Metabolism is believed to be mediated by cytochrome P450 isoenzyme CYP2D6 and leads to R- and S-enantiomers of Norfluoxetine with the S-enantiomer being considered as active as the parent drug, the R-enantiomer is considered to be much less active. This metabolism is subject to genetic polymorphism. While the small proportion of the population known as slow metabolizers do show a different spectrum of parent drug and metabolite, the over-all activity does not appear to be altered.
Fluoxetine is widely distributed throughout the body.
Fluoxetine has a relatively long elimination half-life of about 1 to 3 days after acute use and 4 to 6 days after long-term use; that of its metabolite, Norfluoxetine is even longer being about 4 to 16 days. These long half-lives have clinical implications. Steady-state plasma concentrations will only be attained after several weeks. Additionally, Fluoxetine and its metabolites may persist for a considerable time after treatment, and this has led to precautions concerning the subsequent use of other serotonergic drugs.

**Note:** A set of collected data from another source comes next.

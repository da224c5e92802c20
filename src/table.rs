use crate::error::{MarkowitzError, Result};
use chrono::{DateTime, NaiveDate, Utc};
use std::path::Path;

/// The six columns every canonical table carries, in order.
pub const TABLE_COLUMNS: [&str; 6] = ["time", "open", "high", "low", "close", "volume"];

/// Represents a single candlestick data point (OHLCV).
#[derive(Clone, Debug, PartialEq)]
pub struct Candle {
    pub time: DateTime<Utc>,
    pub open: f64,
    pub high: f64,
    pub low: f64,
    pub close: f64,
    pub volume: f64,
}

impl Candle {
    pub fn date(&self) -> NaiveDate {
        self.time.date_naive()
    }
}

/// A provider row before normalization. Any canonical column may be absent.
#[derive(Clone, Debug, Default)]
pub struct RawBar {
    pub time: Option<DateTime<Utc>>,
    pub open: Option<f64>,
    pub high: Option<f64>,
    pub low: Option<f64>,
    pub close: Option<f64>,
    pub volume: Option<f64>,
    pub ticker: Option<String>,
    pub timeframe: Option<String>,
}

impl RawBar {
    pub fn is_complete(&self) -> bool {
        self.to_candle().is_some()
    }

    fn to_candle(&self) -> Option<Candle> {
        Some(Candle {
            time: self.time?,
            open: self.open?,
            high: self.high?,
            low: self.low?,
            close: self.close?,
            volume: self.volume?,
        })
    }
}

#[derive(Clone, Copy, Debug, PartialEq, Eq)]
pub enum TableKind {
    /// Provider OHLCV data: sorted by time, ticker/timeframe tags extracted.
    Ohlc,
    /// Computed data: kept in the order it was produced, no tag extraction.
    Derived,
}

#[derive(Clone, Debug, Default, PartialEq)]
pub struct TableInfo {
    pub ticker: Option<String>,
    pub timeframe: Option<String>,
    pub source: Option<String>,
}

#[derive(Clone, Debug)]
pub struct PriceTable {
    kind: TableKind,
    candles: Vec<Candle>,
    info: TableInfo,
    valid: bool,
}

impl PriceTable {
    pub fn ohlc(raw: Vec<RawBar>) -> Self {
        Self::parse(TableKind::Ohlc, raw)
    }

    pub fn derived(raw: Vec<RawBar>) -> Self {
        Self::parse(TableKind::Derived, raw)
    }

    /// Shared validation: a table is valid when every row carries all six
    /// canonical columns. An empty table has no columns and is invalid.
    fn parse(kind: TableKind, raw: Vec<RawBar>) -> Self {
        let candles: Option<Vec<Candle>> = if raw.is_empty() {
            None
        } else {
            raw.iter().map(RawBar::to_candle).collect()
        };

        let Some(mut candles) = candles else {
            return Self {
                kind,
                candles: Vec::new(),
                info: TableInfo::default(),
                valid: false,
            };
        };

        let mut info = TableInfo::default();
        if kind == TableKind::Ohlc {
            info.ticker = raw[0].ticker.clone();
            info.timeframe = raw[0].timeframe.clone();
            candles.sort_by_key(|c| c.time);
        }

        Self {
            kind,
            candles,
            info,
            valid: true,
        }
    }

    pub fn is_valid(&self) -> bool {
        self.valid
    }

    /// Turns an invalid table into an `InvalidInput` error.
    pub fn validated(self) -> Result<Self> {
        if self.valid {
            Ok(self)
        } else {
            Err(MarkowitzError::invalid_input(format!(
                "{:?} price table for {} is missing canonical columns {:?}",
                self.kind,
                self.info.ticker.as_deref().unwrap_or("<unknown>"),
                TABLE_COLUMNS
            )))
        }
    }

    pub fn with_ticker(mut self, ticker: impl Into<String>) -> Self {
        self.info.ticker = Some(ticker.into());
        self
    }

    pub fn with_source(mut self, source: impl Into<String>) -> Self {
        self.info.source = Some(source.into());
        self
    }

    pub fn ticker(&self) -> Option<&str> {
        self.info.ticker.as_deref()
    }

    pub fn candles(&self) -> &[Candle] {
        &self.candles
    }

    pub fn len(&self) -> usize {
        self.candles.len()
    }


    /// Writes `time,<ticker>` close prices in ascending time order.
    pub fn save_price(&self, path: impl AsRef<Path>) -> Result<()> {
        let ticker = self
            .ticker()
            .ok_or_else(|| MarkowitzError::invalid_input("cannot export prices without a ticker"))?;

        let intraday = self
            .info
            .timeframe
            .as_deref()
            .is_some_and(|tf| !matches!(tf.to_ascii_uppercase().as_str(), "D1" | "1D"));

        let mut sorted: Vec<&Candle> = self.candles.iter().collect();
        sorted.sort_by_key(|c| c.time);

        let mut writer = csv::Writer::from_path(path)?;
        writer.write_record(["time", ticker])?;
        for candle in sorted {
            let time = if intraday {
                candle.time.format("%Y-%m-%d %H:%M:%S").to_string()
            } else {
                candle.date().format("%Y-%m-%d").to_string()
            };
            writer.write_record([time, candle.close.to_string()])?;
        }
        writer.flush()?;
        Ok(())
    }
}
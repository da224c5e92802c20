use thiserror::Error;

/// Result alias for the simulation core.
pub type Result<T> = std::result::Result<T, MarkowitzError>;

/// Failures raised by the return, leverage, matrix and optimizer stages.
///
/// Provider and CLI code wraps these in `anyhow` with the stage/instrument
/// that failed.
#[derive(Error, Debug)]
pub enum MarkowitzError {
    #[error("Invalid input: {context}")]
    InvalidInput { context: String },

    #[error("Length mismatch: expected {expected}, got {actual}")]
    LengthMismatch { expected: usize, actual: usize },

    #[error(
        "Leverage search for {instrument} did not converge on target {target} after {iterations} iterations (flat or unreachable return series)"
    )]
    DegenerateSeries {
        instrument: String,
        iterations: usize,
        target: f64,
    },

    #[error("CSV error: {0}")]
    Csv(#[from] csv::Error),

    #[error("I/O error: {0}")]
    Io(#[from] std::io::Error),
}

impl MarkowitzError {
    pub fn invalid_input(context: impl Into<String>) -> Self {
        Self::InvalidInput {
            context: context.into(),
        }
    }

    pub fn length_mismatch(expected: usize, actual: usize) -> Self {
        Self::LengthMismatch { expected, actual }
    }
}

/// Non-fatal numeric conditions observed during a simulation run.
#[derive(Clone, Debug, PartialEq)]
pub enum NumericWarning {
    /// A sampled portfolio had zero volatility; its Sharpe ratio was set to
    /// a signed infinity (or 0.0 when the return was zero too).
    ZeroVolatility { samples: usize },
    /// The return covariance matrix is not positive definite.
    SingularCovariance,
}

impl std::fmt::Display for NumericWarning {
    fn fmt(&self, f: &mut std::fmt::Formatter<'_>) -> std::fmt::Result {
        match self {
            Self::ZeroVolatility { samples } => {
                write!(f, "{} sampled portfolio(s) had zero volatility", samples)
            }
            Self::SingularCovariance => write!(f, "covariance matrix is singular"),
        }
    }
}
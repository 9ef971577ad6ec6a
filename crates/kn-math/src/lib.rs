//! Availability-engine math utilities.

pub mod math;

pub use math::linsys::{residual_norm, solve};
pub use math::matrix::DenseMatrix;
//! Property-based tests for kn-math linear algebra.
//!
//! Uses proptest to verify solver properties hold across many random inputs.

use proptest::prelude::*;

use kn_math::{residual_norm, solve, DenseMatrix};

/// Tolerance for residual checks on well-conditioned systems.
const TOL: f64 = 1e-8;

/// Strategy: diagonally dominant square matrix plus right-hand side.
///
/// Diagonal dominance keeps the system comfortably non-singular so
/// the residual property is meaningful.
fn dominant_system(max_dim: usize) -> impl Strategy<Value = (Vec<Vec<f64>>, Vec<f64>)> {
    (1..=max_dim).prop_flat_map(|n| {
        let row = proptest::collection::vec(-10.0..10.0f64, n);
        let rows = proptest::collection::vec(row, n);
        let rhs = proptest::collection::vec(-100.0..100.0f64, n);
        (rows, rhs).prop_map(move |(mut rows, rhs)| {
            for (i, row) in rows.iter_mut().enumerate() {
                let off_diag: f64 = row
                    .iter()
                    .enumerate()
                    .filter(|(j, _)| *j != i)
                    .map(|(_, v)| v.abs())
                    .sum();
                row[i] = off_diag + 1.0;
            }
            (rows, rhs)
        })
    })
}

proptest! {
    #![proptest_config(ProptestConfig::with_cases(500))]

    /// Solving a well-conditioned system leaves a tiny residual.
    #[test]
    fn solve_residual_is_small((rows, b) in dominant_system(12)) {
        let a = DenseMatrix::from_rows(&rows).expect("square rows");
        let x = solve(&a, &b).expect("dominant system is solvable");
        let res = residual_norm(&a, &x, &b);
        prop_assert!(res < TOL, "residual {} too large for n={}", res, b.len());
    }

    /// Determinism: the same system solves to the same bits.
    #[test]
    fn solve_is_deterministic((rows, b) in dominant_system(8)) {
        let a = DenseMatrix::from_rows(&rows).expect("square rows");
        let x1 = solve(&a, &b).expect("solvable");
        let x2 = solve(&a, &b).expect("solvable");
        prop_assert_eq!(x1, x2);
    }

    /// Scaling the RHS scales the solution linearly.
    #[test]
    fn solve_is_linear_in_rhs((rows, b) in dominant_system(8), scale in 0.5..4.0f64) {
        let a = DenseMatrix::from_rows(&rows).expect("square rows");
        let x = solve(&a, &b).expect("solvable");
        let b2: Vec<f64> = b.iter().map(|v| v * scale).collect();
        let x2 = solve(&a, &b2).expect("solvable");
        for (lhs, rhs) in x.iter().zip(&x2) {
            prop_assert!(
                (lhs * scale - rhs).abs() <= TOL * (1.0 + rhs.abs()),
                "linearity violated: {} * {} vs {}", lhs, scale, rhs
            );
        }
    }
}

Fluoxetine and Norfluoxetine are distributed into breastmilk.
Metabolism: Although Fluoxetine is stated by the manufacturers to be metabolized by the cytochrome P450 isoenzyme CYP2D6, which is supported by studies indicating that its disposition is altered in poor metabolizers of debrisoquine (a substrate for this enzyme), others have suggested that CYP2C19, and perhaps CYP2C9, play an important role.